═══ MATERIAL TO PROCESS ═══
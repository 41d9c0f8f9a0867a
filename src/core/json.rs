//! Token cursor over a JSON document.
//!
//! JSON-based siblings of the XML format map onto the same tokens, with the
//! object key playing the role of the tag name:
//!
//! ```text
//! { "COLLADA": {                         <COLLADA version="1.4.1">
//!     "@version": "1.4.1",                 <library_images>
//!     "library_images": {                    <image id="a"><init_from>a.png</init_from></image>
//!       "image": [                           <image id="b"/>
//!         { "@id": "a", "init_from": "a.png" },
//!         { "@id": "b" } ] } } }           </library_images></COLLADA>
//! ```
//!
//! - `@name` members become attributes
//! - `#text` becomes character data (arrays of scalars are space-joined)
//! - arrays expand into repeated sibling elements
//! - scalar members become elements holding only text, `null` an empty element

use std::collections::VecDeque;

use serde_json::{Map, Value};

use super::{Attributes, StartTag, Token, TokenSource};
use crate::util::{Error, Result};

const TEXT_KEY: &str = "#text";

struct Frame {
    /// `None` for the document frame, which has no end tag.
    name: Option<String>,
    members: std::vec::IntoIter<(String, Value)>,
}

/// Token cursor over an in-memory `serde_json::Value`.
pub struct JsonCursor {
    stack: Vec<Frame>,
    queued: VecDeque<Token>,
    emitted: u64,
}

impl JsonCursor {
    /// Create a cursor over a parsed JSON document (must be an object).
    pub fn new(document: Value) -> Result<Self> {
        let Value::Object(map) = document else {
            return Err(Error::malformed("JSON document must be an object"));
        };
        let (attributes, text, members) = expand(map)?;
        if !attributes.is_empty() || text.is_some() {
            return Err(Error::malformed("JSON document root cannot carry attributes or text"));
        }
        Ok(Self {
            stack: vec![Frame {
                name: None,
                members: members.into_iter(),
            }],
            queued: VecDeque::new(),
            emitted: 0,
        })
    }

    /// Parse JSON text and create a cursor over it.
    pub fn from_text(text: &str) -> Result<Self> {
        Self::new(serde_json::from_str(text)?)
    }

    fn advance(&mut self) -> Result<Token> {
        if let Some(token) = self.queued.pop_front() {
            return Ok(token);
        }
        loop {
            let Some(frame) = self.stack.last_mut() else {
                return Ok(Token::Eof);
            };
            match frame.members.next() {
                Some((key, Value::Object(map))) => {
                    let (attributes, text, members) = expand(map)?;
                    if let Some(text) = text {
                        self.queued.push_back(Token::Text(text));
                    }
                    self.stack.push(Frame {
                        name: Some(key.clone()),
                        members: members.into_iter(),
                    });
                    return Ok(Token::Start(StartTag { name: key, attributes }));
                }
                Some((key, Value::Null)) => {
                    self.queued.push_back(Token::End(key.clone()));
                    return Ok(Token::Start(StartTag::new(key)));
                }
                Some((key, Value::Array(_))) => {
                    return Err(Error::malformed(format!("nested array under '{key}'")));
                }
                Some((key, scalar)) => {
                    self.queued.push_back(Token::Text(scalar_text(&key, &scalar)?));
                    self.queued.push_back(Token::End(key.clone()));
                    return Ok(Token::Start(StartTag::new(key)));
                }
                None => {
                    let finished = self.stack.pop().and_then(|f| f.name);
                    if let Some(name) = finished {
                        return Ok(Token::End(name));
                    }
                }
            }
        }
    }
}

impl TokenSource for JsonCursor {
    fn next_token(&mut self) -> Result<Token> {
        let token = self.advance()?;
        if token != Token::Eof {
            self.emitted += 1;
        }
        Ok(token)
    }

    fn position(&self) -> u64 {
        self.emitted
    }
}

/// Split an object into attributes, text and child members.
fn expand(map: Map<String, Value>) -> Result<(Attributes, Option<String>, Vec<(String, Value)>)> {
    let mut attributes = Attributes::new();
    let mut text = None;
    let mut members = Vec::new();

    for (key, value) in map {
        if let Some(attr) = key.strip_prefix('@') {
            attributes.set(attr, scalar_text(&key, &value)?);
        } else if key == TEXT_KEY {
            text = Some(match value {
                Value::Array(items) => items
                    .iter()
                    .map(|v| scalar_text(&key, v))
                    .collect::<Result<Vec<_>>>()?
                    .join(" "),
                other => scalar_text(&key, &other)?,
            });
        } else if let Value::Array(items) = value {
            members.extend(items.into_iter().map(|item| (key.clone(), item)));
        } else {
            members.push((key, value));
        }
    }
    Ok((attributes, text, members))
}

fn scalar_text(key: &str, value: &Value) -> Result<String> {
    match value {
        Value::String(s) => Ok(s.clone()),
        Value::Number(n) => Ok(n.to_string()),
        Value::Bool(b) => Ok(b.to_string()),
        Value::Null => Ok(String::new()),
        _ => Err(Error::malformed(format!("'{key}' must be a scalar"))),
    }
}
═══
• **PROBLEM**
Give the count of lines in the material containing "document". The reply is that number alone.

• **RESULT OF THE TASK**
7